-- WHAT YOU ARE ASKED TO DO --
Only the lines holding "aload" are wanted here; copy each from the listing.

-- INPUT DATA --
+ + +

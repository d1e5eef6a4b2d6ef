use bytecode::{Cond, Instruction};
use syntax::{Access, BinaryOp, Binding, Expr, ExprKind, Scope, Type, UnaryOp};

use crate::error::{CodegenError, Result};
use crate::lowering::FunctionLowering;
use crate::runtime;
use crate::slots::SlotKey;

impl FunctionLowering<'_> {
    /// Lower `expr`, leaving its boxed value on the stack. A call to a void
    /// function leaves nothing.
    pub fn lower_expr(&mut self, expr: &Expr, scope: Scope<'_>) -> Result<()> {
        match &expr.kind {
            ExprKind::Int(value) => {
                self.code.ldc_int(*value);
                runtime::box_raw(&mut self.code, &Type::Int);
            }
            ExprKind::Bool(value) => {
                self.code.ldc_int(*value as i32);
                runtime::box_raw(&mut self.code, &Type::Bool);
            }
            ExprKind::Str(text) => self.code.ldc_string(text.as_str()),
            ExprKind::Ident(name) => self.lower_ident(name, &expr.ty, scope),
            ExprKind::FnPtr(name) => self.new_fptr(name),
            ExprKind::List(elements) => {
                let backing = self.list_literal_slot();
                self.build_array(backing, elements, scope)?;
                self.code.new_object(runtime::LIST);
                self.code.dup();
                self.code.aload(backing);
                self.code.invokespecial(runtime::LIST_INIT);
            }
            ExprKind::Access {
                base,
                access: Access::Call(args),
            } => self.lower_call(expr, base, args, scope)?,
            ExprKind::Access {
                base,
                access: Access::Index(indices),
            } => self.lower_index(base, indices, scope)?,
            ExprKind::Binary { op, lhs, rhs } => {
                self.lower_binary(expr, *op, lhs, rhs, scope)?
            }
            ExprKind::Unary { op, operand } => {
                self.lower_unary(*op, operand, scope)?
            }
            ExprKind::Len(operand) => {
                self.lower_value(operand, scope)?;
                match &operand.ty {
                    Type::String => {
                        self.code.invokevirtual(runtime::STRING_LENGTH)
                    }
                    Type::List(_) => {
                        self.code.invokevirtual(runtime::LIST_SIZE)
                    }
                    other => {
                        return Err(CodegenError::shape(
                            format!("len of a {other} value"),
                            operand.span,
                        ));
                    }
                }
                runtime::box_raw(&mut self.code, &Type::Int);
            }
            ExprKind::Chop(operand) => {
                expect(operand, &Type::String, "chop")?;
                self.lower_value(operand, scope)?;
                self.code.dup();
                self.code.invokevirtual(runtime::STRING_LENGTH);
                self.code.ldc_int(1);
                self.code.emit(Instruction::Isub);
                self.code.iconst_0();
                self.code.swap();
                self.code.invokevirtual(runtime::STRING_SUBSTRING);
            }
        }
        Ok(())
    }

    /// Like [`lower_expr`](Self::lower_expr), but the expression must
    /// produce a value.
    pub fn lower_value(&mut self, expr: &Expr, scope: Scope<'_>) -> Result<()> {
        if !self.produces_value(expr, scope) {
            return Err(CodegenError::shape(
                "a call to a void function used as a value",
                expr.span,
            ));
        }
        self.lower_expr(expr, scope)
    }

    /// Whether lowering `expr` leaves a value on the stack.
    pub fn produces_value(&self, expr: &Expr, scope: Scope<'_>) -> bool {
        match &expr.kind {
            ExprKind::Access {
                base,
                access: Access::Call(_),
            } => base.as_ident().is_none_or(|callee| {
                !self.call_type(callee, expr, scope).is_void()
            }),
            _ => true,
        }
    }

    /// Result type of calling `callee`: the recorded return type of a
    /// known function, else the call's annotation.
    fn call_type(&self, callee: &str, call: &Expr, scope: Scope<'_>) -> Type {
        let recorded = match scope.lookup(callee) {
            Some(Binding::Function(_)) => self.returns.get(callee),
            _ => None,
        };
        recorded.unwrap_or(&call.ty).clone()
    }

    fn lower_ident(&mut self, name: &str, annotated: &Type, scope: Scope<'_>) {
        match scope.lookup(name) {
            Some(Binding::Function(_)) => self.new_fptr(name),
            Some(Binding::Variable(var)) => self.load_var(name, &var.ty),
            None => {
                log::debug!("`{name}` is not in scope, loading it as {annotated}");
                self.load_var(name, annotated);
            }
        }
    }

    fn load_var(&mut self, name: &str, ty: &Type) {
        let slot = self.var_slot(name);
        self.code.aload(slot);
        runtime::downcast(&mut self.code, ty);
    }

    /// Fill a fresh `ArrayList` stored in `slot` with `elements`. Nested
    /// lists are copied into a new wrapper before being added.
    fn build_array(
        &mut self,
        slot: u16,
        elements: &[Expr],
        scope: Scope<'_>,
    ) -> Result<()> {
        self.code.new_object(runtime::ARRAY_LIST);
        self.code.dup();
        self.code.invokespecial(runtime::ARRAY_LIST_INIT);
        self.code.astore(slot);
        for element in elements {
            self.code.aload(slot);
            let nested = matches!(element.ty, Type::List(_));
            if nested {
                self.code.new_object(runtime::LIST);
                self.code.dup();
            }
            self.lower_value(element, scope)?;
            if nested {
                self.code.invokespecial(runtime::LIST_COPY);
            }
            self.code.invokevirtual(runtime::ARRAY_LIST_ADD);
            self.code.pop();
        }
        Ok(())
    }

    fn lower_call(
        &mut self,
        call: &Expr,
        base: &Expr,
        args: &[Expr],
        scope: Scope<'_>,
    ) -> Result<()> {
        let Some(callee) = base.as_ident() else {
            return Err(CodegenError::shape(
                "call target must be a name",
                base.span,
            ));
        };
        match scope.lookup(callee) {
            Some(Binding::Function(_)) => self.new_fptr(callee),
            _ => {
                let slot = self.var_slot(callee);
                self.code.aload(slot);
                self.code.checkcast(runtime::FPTR);
            }
        }

        let key = SlotKey::CallArgs(callee.to_string(), self.call_depth);
        let packed = self.slots.slot(key);
        self.call_depth += 1;
        let built = self.build_array(packed, args, scope);
        self.call_depth -= 1;
        built?;

        self.code.aload(packed);
        self.code.invokevirtual(runtime::FPTR_INVOKE);
        let ret = self.call_type(callee, call, scope);
        if ret.is_void() {
            self.code.pop();
        } else {
            runtime::downcast(&mut self.code, &ret);
        }
        Ok(())
    }

    fn lower_index(
        &mut self,
        base: &Expr,
        indices: &[Expr],
        scope: Scope<'_>,
    ) -> Result<()> {
        let [index] = indices else {
            return Err(CodegenError::shape(
                format!("list access takes one index, found {}", indices.len()),
                base.span,
            ));
        };
        let Some(element) = base.ty.element() else {
            return Err(CodegenError::shape(
                format!("indexing a {} value", base.ty),
                base.span,
            ));
        };
        expect(index, &Type::Int, "list index")?;
        self.lower_value(base, scope)?;
        self.lower_value(index, scope)?;
        runtime::unbox(&mut self.code, &Type::Int);
        self.code.invokevirtual(runtime::LIST_GET);
        if !matches!(element, Type::List(_)) {
            runtime::downcast(&mut self.code, element);
        }
        Ok(())
    }

    fn lower_operand(&mut self, operand: &Expr, scope: Scope<'_>) -> Result<()> {
        self.lower_value(operand, scope)?;
        runtime::unbox(&mut self.code, &operand.ty);
        Ok(())
    }

    fn lower_binary(
        &mut self,
        expr: &Expr,
        op: BinaryOp,
        lhs: &Expr,
        rhs: &Expr,
        scope: Scope<'_>,
    ) -> Result<()> {
        let Some(cond) = comparison(op) else {
            expect(lhs, &Type::Int, "arithmetic")?;
            expect(rhs, &Type::Int, "arithmetic")?;
            self.lower_operand(lhs, scope)?;
            self.lower_operand(rhs, scope)?;
            self.code.emit(match op {
                BinaryOp::Add => Instruction::Iadd,
                BinaryOp::Sub => Instruction::Isub,
                BinaryOp::Mul => Instruction::Imul,
                BinaryOp::Div => Instruction::Idiv,
                _ => Instruction::Irem,
            });
            runtime::box_raw(&mut self.code, &Type::Int);
            return Ok(());
        };

        let equal = op == BinaryOp::Eq;
        match (&lhs.ty, &rhs.ty) {
            (Type::Int, Type::Int) => {}
            (Type::Bool, Type::Bool) if op.is_equality() => {}
            (Type::String, Type::String) if op.is_equality() => {
                self.lower_value(lhs, scope)?;
                self.lower_value(rhs, scope)?;
                self.code.invokevirtual(runtime::STRING_EQUALS);
                self.materialize_bool(|code, when_true| {
                    if equal {
                        code.if_true(when_true)
                    } else {
                        code.if_false(when_true)
                    }
                });
                return Ok(());
            }
            (
                Type::List(_) | Type::Fptr(_),
                Type::List(_) | Type::Fptr(_),
            ) if op.is_equality() => {
                self.lower_value(lhs, scope)?;
                self.lower_value(rhs, scope)?;
                self.materialize_bool(|code, when_true| {
                    code.if_acmp(equal, when_true)
                });
                return Ok(());
            }
            (l, r) => {
                return Err(CodegenError::shape(
                    format!("cannot compare {l} with {r} using {op:?}"),
                    expr.span,
                ));
            }
        }

        self.lower_operand(lhs, scope)?;
        self.lower_operand(rhs, scope)?;
        self.materialize_bool(|code, when_true| code.if_icmp(cond, when_true));
        Ok(())
    }

    fn lower_unary(
        &mut self,
        op: UnaryOp,
        operand: &Expr,
        scope: Scope<'_>,
    ) -> Result<()> {
        match op {
            UnaryOp::Neg => {
                expect(operand, &Type::Int, "negation")?;
                self.lower_operand(operand, scope)?;
                self.code.emit(Instruction::Ineg);
                runtime::box_raw(&mut self.code, &Type::Int);
            }
            UnaryOp::Not => {
                expect(operand, &Type::Bool, "logical not")?;
                self.lower_operand(operand, scope)?;
                self.code.ldc_int(1);
                self.code.emit(Instruction::Ixor);
                runtime::box_raw(&mut self.code, &Type::Bool);
            }
            UnaryOp::Inc | UnaryOp::Dec => {
                let Some(name) = operand.as_ident() else {
                    return Err(CodegenError::shape(
                        format!("{op:?} needs a variable operand"),
                        operand.span,
                    ));
                };
                expect(operand, &Type::Int, "increment")?;
                self.lower_operand(operand, scope)?;
                self.code.ldc_int(1);
                self.code.emit(if op == UnaryOp::Inc {
                    Instruction::Iadd
                } else {
                    Instruction::Isub
                });
                runtime::box_raw(&mut self.code, &Type::Int);
                self.code.dup();
                let slot = self.var_slot(name);
                self.code.astore(slot);
            }
        }
        Ok(())
    }
}

/// Branch condition of a comparison operator; `None` for arithmetic.
fn comparison(op: BinaryOp) -> Option<Cond> {
    match op {
        BinaryOp::Eq => Some(Cond::Eq),
        BinaryOp::Ne => Some(Cond::Ne),
        BinaryOp::Gt => Some(Cond::Gt),
        BinaryOp::Ge => Some(Cond::Ge),
        BinaryOp::Lt => Some(Cond::Lt),
        BinaryOp::Le => Some(Cond::Le),
        BinaryOp::Add
        | BinaryOp::Sub
        | BinaryOp::Mul
        | BinaryOp::Div
        | BinaryOp::Mod => None,
    }
}

fn expect(expr: &Expr, ty: &Type, what: &str) -> Result<()> {
    if expr.ty == *ty {
        Ok(())
    } else {
        Err(CodegenError::shape(
            format!("{what} expects {ty}, found {}", expr.ty),
            expr.span,
        ))
    }
}
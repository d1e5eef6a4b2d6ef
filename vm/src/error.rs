use bytecode::stack::StackError;
use bytecode::Label;
use thiserror::Error;

#[derive(Debug, Error)]
pub enum VmError {
    #[error("operand stack underflow in {method}")]
    StackUnderflow { method: String },
    #[error("expected {expected}, found {found}")]
    TypeMismatch { expected: String, found: String },
    #[error("cannot cast {found} to {class}")]
    ClassCast { class: String, found: String },
    #[error("no such method: {0}")]
    UnknownMethod(String),
    #[error("no such field: {0}")]
    UnknownField(String),
    #[error("jump to undefined {0}")]
    UnknownLabel(Label),
    #[error("malformed code: {0}")]
    Malformed(#[from] StackError),
    #[error("index {index} out of bounds for length {len}")]
    IndexOutOfBounds { index: i32, len: usize },
    #[error("string index out of range: {begin}..{end} of {len}")]
    StringIndex { begin: i32, end: i32, len: usize },
    #[error("division by zero")]
    DivisionByZero,
    #[error("null reference in {0}")]
    NullReference(String),
    #[error("call depth exceeded {0} frames")]
    StackOverflow(usize),
    #[error("step limit of {0} instructions exceeded")]
    StepLimit(u64),
    #[error("class has no static main method")]
    NoEntryPoint,
}
use std::collections::HashMap;

use bytecode::{CodeBuilder, Instruction, Label};
use syntax::Type;

use crate::labels::LabelAllocator;
use crate::runtime;
use crate::slots::{SlotAllocator, SlotKey};

/// Declared return type of every function lowered so far in the run.
#[derive(Debug, Default)]
pub struct ReturnTypeTable {
    types: HashMap<String, Type>,
}

impl ReturnTypeTable {
    pub fn new() -> Self {
        Self::default()
    }

    pub fn record(&mut self, function: &str, ty: Type) {
        self.types.insert(function.to_string(), ty);
    }

    pub fn get(&self, function: &str) -> Option<&Type> {
        self.types.get(function)
    }
}

/// Jump targets of an enclosing loop.
#[derive(Debug, Clone, Copy, PartialEq, Eq)]
pub struct LoopLabels {
    pub start: Label,
    pub exit: Label,
}

/// Loops being lowered, innermost last. Each loop pushes once on entry
/// and pops once on exit; `break` and `next` only look at the top.
#[derive(Debug, Default)]
pub struct LoopStack {
    frames: Vec<LoopLabels>,
    pushes: usize,
    pops: usize,
}

impl LoopStack {
    pub fn push(&mut self, labels: LoopLabels) {
        log::trace!("enter loop {} .. {}", labels.start, labels.exit);
        self.frames.push(labels);
        self.pushes += 1;
    }

    pub fn pop(&mut self) -> Option<LoopLabels> {
        let labels = self.frames.pop()?;
        log::trace!("leave loop {} .. {}", labels.start, labels.exit);
        self.pops += 1;
        Some(labels)
    }

    pub fn innermost(&self) -> Option<LoopLabels> {
        self.frames.last().copied()
    }

    pub fn depth(&self) -> usize {
        self.frames.len()
    }

    /// Total `(pushes, pops)` over the stack's lifetime.
    pub fn balance(&self) -> (usize, usize) {
        (self.pushes, self.pops)
    }
}

/// State for lowering one function body.
///
/// Expression lowering lives in `expr.rs`, statement lowering in
/// `stmt.rs`; both append to the same instruction buffer.
pub struct FunctionLowering<'a> {
    pub(crate) labels: &'a mut LabelAllocator,
    pub(crate) slots: &'a mut SlotAllocator,
    pub(crate) returns: &'a ReturnTypeTable,
    pub(crate) loops: LoopStack,
    pub(crate) code: CodeBuilder,
    list_literals: usize,
    pub(crate) call_depth: usize,
}

impl<'a> FunctionLowering<'a> {
    pub fn new(
        labels: &'a mut LabelAllocator,
        slots: &'a mut SlotAllocator,
        returns: &'a ReturnTypeTable,
    ) -> Self {
        Self {
            labels,
            slots,
            returns,
            loops: LoopStack::default(),
            code: CodeBuilder::new(),
            list_literals: 0,
            call_depth: 0,
        }
    }

    pub fn code(&self) -> &CodeBuilder {
        &self.code
    }

    pub fn loops(&self) -> &LoopStack {
        &self.loops
    }

    pub fn into_code(self) -> Vec<Instruction> {
        self.code.into_code()
    }

    pub(crate) fn fresh_label(&mut self) -> Label {
        self.labels.fresh()
    }

    pub(crate) fn var_slot(&mut self, name: &str) -> u16 {
        self.slots.slot(SlotKey::var(name))
    }

    pub(crate) fn list_literal_slot(&mut self) -> u16 {
        let key = SlotKey::ListLiteral(self.list_literals);
        self.list_literals += 1;
        self.slots.slot(key)
    }

    /// A closure over `this` for the function `name`.
    pub(crate) fn new_fptr(&mut self, name: &str) {
        self.code.new_object(runtime::FPTR);
        self.code.dup();
        self.code.aload(0);
        self.code.ldc_string(name);
        self.code.invokespecial(runtime::FPTR_INIT);
    }

    /// Push a boolean computed by a conditional jump: `branch` receives the
    /// label to take when the result is `true`.
    pub(crate) fn materialize_bool(
        &mut self,
        branch: impl FnOnce(&mut CodeBuilder, Label),
    ) {
        let when_true = self.fresh_label();
        let exit = self.fresh_label();
        branch(&mut self.code, when_true);
        self.code.ldc_int(0);
        self.code.invokestatic(runtime::BOOLEAN_VALUE_OF);
        self.code.goto(exit);
        self.code.bind(when_true);
        self.code.ldc_int(1);
        self.code.invokestatic(runtime::BOOLEAN_VALUE_OF);
        self.code.bind(exit);
    }
}
use codegen::{CodegenConfig, assemble};
use criterion::{Criterion, black_box, criterion_group, criterion_main};
use syntax::builder::*;
use syntax::{BinaryOp, CheckedProgram, Type};

/// `functions` copies of a small counting loop, all called from the
/// entry unit.
fn synthetic(functions: usize) -> CheckedProgram {
    let i = || ident("i", Type::Int);
    let mut builder = ProgramBuilder::new();
    let mut main = Vec::new();
    for n in 0..functions {
        let name = format!("count{n}");
        builder = builder.function(
            &name,
            &[("limit", Type::Int)],
            Type::Int,
            vec![
                assign(i(), int(0)),
                loop_do(vec![
                    if_else(
                        binary(BinaryOp::Ge, i(), ident("limit", Type::Int)),
                        vec![break_()],
                        vec![],
                    ),
                    assign(i(), binary(BinaryOp::Add, i(), int(1))),
                ]),
                ret(Some(list_sum(i()))),
            ],
        );
        main.push(put(call(&name, vec![int(n as i32)], Type::Int)));
    }
    builder.finish(main)
}

fn list_sum(value: syntax::Expr) -> syntax::Expr {
    let items = list(Type::Int, vec![value, int(1), int(2)]);
    binary(BinaryOp::Add, index(items, int(0)), int(0))
}

fn bench_lowering(c: &mut Criterion) {
    for size in [10, 100] {
        let checked = synthetic(size);
        c.bench_function(&format!("lower_{size}_functions"), |b| {
            b.iter(|| {
                let class = assemble(black_box(&checked), CodegenConfig::default())
                    .expect("lowering failed");
                black_box(class);
            })
        });
    }
}

fn bench_run(c: &mut Criterion) {
    let checked = synthetic(20);
    let class = assemble(&checked, CodegenConfig::default()).expect("lowering failed");
    c.bench_function("run_20_functions", |b| {
        b.iter(|| {
            let mut vm = vm::VM::new(&class);
            vm.run_main().expect("program failed");
            black_box(vm.into_output());
        })
    });
}

criterion_group!(benches, bench_lowering, bench_run);
criterion_main!(benches);
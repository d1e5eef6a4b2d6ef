//! Nested scopes produced by the checking pass.
//!
//! The table owns every scope in an arena; each scope links to its parent.
//! Consumers navigate with a [`Scope`] cursor, a `Copy` value that is
//! passed down the tree walk: entering a block yields a new cursor and
//! leaving it is simply going back to the one the caller still holds.

use std::collections::BTreeMap;
use std::fmt;

use serde::{Deserialize, Serialize};
use thiserror::Error;

use crate::types::Type;

#[derive(
    Debug, Clone, Copy, PartialEq, Eq, Hash, PartialOrd, Ord, Serialize,
    Deserialize,
)]
#[serde(transparent)]
pub struct ScopeId(pub u32);

impl ScopeId {
    pub const GLOBAL: ScopeId = ScopeId(0);
}

impl fmt::Display for ScopeId {
    fn fmt(&self, f: &mut fmt::Formatter<'_>) -> fmt::Result {
        write!(f, "#{}", self.0)
    }
}

#[derive(Debug, Clone, PartialEq, Eq, Serialize, Deserialize)]
pub struct VariableBinding {
    pub name: String,
    pub ty: Type,
}

#[derive(Debug, Clone, PartialEq, Eq, Serialize, Deserialize)]
pub struct FunctionBinding {
    pub name: String,
    pub arg_types: Vec<Type>,
    pub return_type: Type,
    /// The function's own scope (parameters and locals).
    pub scope: ScopeId,
}

#[derive(Debug, Clone, PartialEq, Eq, Serialize, Deserialize)]
pub enum Binding {
    Variable(VariableBinding),
    Function(FunctionBinding),
}

impl Binding {
    pub fn name(&self) -> &str {
        match self {
            Binding::Variable(v) => &v.name,
            Binding::Function(f) => &f.name,
        }
    }
}

#[derive(Debug, Clone, PartialEq, Eq, Default, Serialize, Deserialize)]
struct ScopeData {
    parent: Option<ScopeId>,
    bindings: BTreeMap<String, Binding>,
}

/// A parent link that does not point at an enclosing scope.
#[derive(Debug, Clone, PartialEq, Eq, Error)]
pub enum ScopeError {
    #[error("symbol table has no global scope")]
    NoGlobal,
    #[error("scope {child} names {parent} as parent, which does not enclose it")]
    BadParent { child: ScopeId, parent: ScopeId },
}

impl ScopeError {
    /// Scope whose link is broken.
    pub fn scope(&self) -> ScopeId {
        match self {
            ScopeError::NoGlobal => ScopeId::GLOBAL,
            ScopeError::BadParent { child, .. } => *child,
        }
    }
}

/// Every scope's parent has a smaller id, so parent chains always end at
/// the global scope. Deserialization rejects tables breaking this.
#[derive(Debug, Clone, PartialEq, Eq, Serialize, Deserialize)]
#[serde(try_from = "RawSymbolTable")]
pub struct SymbolTable {
    scopes: Vec<ScopeData>,
}

#[derive(Deserialize)]
struct RawSymbolTable {
    scopes: Vec<ScopeData>,
}

impl TryFrom<RawSymbolTable> for SymbolTable {
    type Error = ScopeError;

    fn try_from(raw: RawSymbolTable) -> Result<Self, ScopeError> {
        let table = SymbolTable { scopes: raw.scopes };
        table.validate()?;
        Ok(table)
    }
}

impl SymbolTable {
    /// A table holding only the (empty) global scope.
    pub fn new() -> Self {
        Self {
            scopes: vec![ScopeData::default()],
        }
    }

    pub fn len(&self) -> usize {
        self.scopes.len()
    }

    pub fn is_empty(&self) -> bool {
        self.scopes.is_empty()
    }

    /// Check that every parent link points to an earlier scope.
    pub fn validate(&self) -> Result<(), ScopeError> {
        if self.scopes.is_empty() {
            return Err(ScopeError::NoGlobal);
        }
        for (idx, data) in self.scopes.iter().enumerate() {
            let child = ScopeId(idx as u32);
            if let Some(parent) = data.parent {
                if parent >= child {
                    return Err(ScopeError::BadParent { child, parent });
                }
            }
        }
        Ok(())
    }

    /// Open a new scope nested in `parent`, which should already exist.
    pub fn add_scope(&mut self, parent: ScopeId) -> ScopeId {
        let id = ScopeId(self.scopes.len() as u32);
        self.scopes.push(ScopeData {
            parent: Some(parent),
            bindings: BTreeMap::new(),
        });
        id
    }

    /// Bind a name in `scope`, replacing an earlier binding of that name.
    /// Returns `false` if the scope does not exist.
    pub fn define(&mut self, scope: ScopeId, binding: Binding) -> bool {
        match self.scopes.get_mut(scope.0 as usize) {
            Some(data) => {
                data.bindings.insert(binding.name().to_string(), binding);
                true
            }
            None => false,
        }
    }

    pub fn define_variable(
        &mut self,
        scope: ScopeId,
        name: impl Into<String>,
        ty: Type,
    ) -> bool {
        self.define(
            scope,
            Binding::Variable(VariableBinding {
                name: name.into(),
                ty,
            }),
        )
    }

    /// Declare a global function together with its own scope, in which the
    /// parameters are bound. Returns that scope.
    pub fn define_function(
        &mut self,
        name: impl Into<String>,
        args: &[(&str, Type)],
        return_type: Type,
    ) -> ScopeId {
        let scope = self.add_scope(ScopeId::GLOBAL);
        for (arg, ty) in args {
            self.define_variable(scope, *arg, ty.clone());
        }
        self.define(
            ScopeId::GLOBAL,
            Binding::Function(FunctionBinding {
                name: name.into(),
                arg_types: args.iter().map(|(_, ty)| ty.clone()).collect(),
                return_type,
                scope,
            }),
        );
        scope
    }

    pub fn global(&self) -> Scope<'_> {
        Scope {
            table: self,
            id: ScopeId::GLOBAL,
        }
    }

    pub fn scope(&self, id: ScopeId) -> Option<Scope<'_>> {
        self.data(id).map(|_| Scope { table: self, id })
    }

    fn data(&self, id: ScopeId) -> Option<&ScopeData> {
        self.scopes.get(id.0 as usize)
    }
}

impl Default for SymbolTable {
    fn default() -> Self {
        Self::new()
    }
}

/// Cursor into a [`SymbolTable`]. Lookups walk outward through parents.
#[derive(Debug, Clone, Copy)]
pub struct Scope<'a> {
    table: &'a SymbolTable,
    id: ScopeId,
}

impl<'a> Scope<'a> {
    pub fn id(self) -> ScopeId {
        self.id
    }

    pub fn table(self) -> &'a SymbolTable {
        self.table
    }

    pub fn parent(self) -> Option<Scope<'a>> {
        let parent = self.table.data(self.id)?.parent?;
        self.table.scope(parent)
    }

    /// Cursor for a nested scope, or `None` if `child` is not in the table.
    pub fn enter(self, child: ScopeId) -> Option<Scope<'a>> {
        self.table.scope(child)
    }

    /// Binding of `name` in this scope only.
    pub fn lookup_local(self, name: &str) -> Option<&'a Binding> {
        self.table.data(self.id)?.bindings.get(name)
    }

    /// Innermost binding of `name` visible from this scope. The walk
    /// visits at most as many scopes as the table holds.
    pub fn lookup(self, name: &str) -> Option<&'a Binding> {
        let mut scope = Some(self);
        for _ in 0..self.table.len() {
            let current = scope?;
            if let Some(binding) = current.lookup_local(name) {
                return Some(binding);
            }
            scope = current.parent();
        }
        None
    }

    pub fn function(self, name: &str) -> Option<&'a FunctionBinding> {
        match self.lookup(name)? {
            Binding::Function(f) => Some(f),
            Binding::Variable(_) => None,
        }
    }

    pub fn variable(self, name: &str) -> Option<&'a VariableBinding> {
        match self.lookup(name)? {
            Binding::Variable(v) => Some(v),
            Binding::Function(_) => None,
        }
    }
}

#[cfg(test)]
mod tests {
    use super::*;

    #[test]
    fn lookup_walks_outward() {
        let mut table = SymbolTable::new();
        let f = table.define_function("f", &[("x", Type::Int)], Type::Int);
        let block = table.add_scope(f);
        table.define_variable(block, "y", Type::Bool);

        let scope = table.scope(block).unwrap();
        assert_eq!(scope.variable("y").unwrap().ty, Type::Bool);
        assert_eq!(scope.variable("x").unwrap().ty, Type::Int);
        assert_eq!(scope.function("f").unwrap().return_type, Type::Int);
        assert!(scope.lookup("z").is_none());

        let outer = scope.parent().unwrap();
        assert_eq!(outer.id(), f);
        assert!(outer.lookup("y").is_none());
    }

    #[test]
    fn inner_variable_shadows_function() {
        let mut table = SymbolTable::new();
        table.define_function("g", &[], Type::Void);
        let f = table.define_function("f", &[("g", Type::Int)], Type::Void);

        let scope = table.scope(f).unwrap();
        assert!(scope.function("g").is_none());
        assert!(scope.variable("g").is_some());
        assert!(table.global().function("g").is_some());
    }

    #[test]
    fn entering_unknown_scope_fails() {
        let table = SymbolTable::new();
        assert!(table.global().enter(ScopeId(7)).is_none());
        assert!(table.global().parent().is_none());
    }

    #[test]
    fn lookup_stops_on_a_parent_cycle() {
        let mut table = SymbolTable::new();
        let a = table.add_scope(ScopeId(2));
        let b = table.add_scope(a);
        assert_eq!(
            table.validate(),
            Err(ScopeError::BadParent {
                child: a,
                parent: ScopeId(2),
            })
        );
        let scope = table.scope(b).unwrap();
        assert!(scope.lookup("ghost").is_none());
    }

    #[test]
    fn json_with_self_parented_scope_is_rejected() {
        let mut table = SymbolTable::new();
        table.define_function("f", &[], Type::Void);
        let mut json = serde_json::to_value(&table).unwrap();
        json["scopes"][0]["parent"] = serde_json::json!(0);

        let err = serde_json::from_value::<SymbolTable>(json).unwrap_err();
        assert!(err.to_string().contains("does not enclose it"), "{err}");
    }

    #[test]
    fn json_with_forward_parent_is_rejected() {
        let mut table = SymbolTable::new();
        table.define_function("f", &[], Type::Void);
        let mut json = serde_json::to_value(&table).unwrap();
        json["scopes"][1]["parent"] = serde_json::json!(1);
        assert!(serde_json::from_value::<SymbolTable>(json).is_err());

        let json = serde_json::json!({ "scopes": [] });
        assert!(serde_json::from_value::<SymbolTable>(json).is_err());
    }

    #[test]
    fn survives_json() {
        let mut table = SymbolTable::new();
        table.define_function("f", &[("xs", Type::list(Type::Int))], Type::Void);
        let json = serde_json::to_string(&table).unwrap();
        let back: SymbolTable = serde_json::from_str(&json).unwrap();
        assert_eq!(back, table);
    }
}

+ + +

-- SOLUTION TO THIS PROBLEM --
                self.code.aload(backing);
        self.code.aload(slot);
            self.code.aload(slot);
                self.code.aload(slot);
        self.code.aload(packed);
        self.code.aload(0);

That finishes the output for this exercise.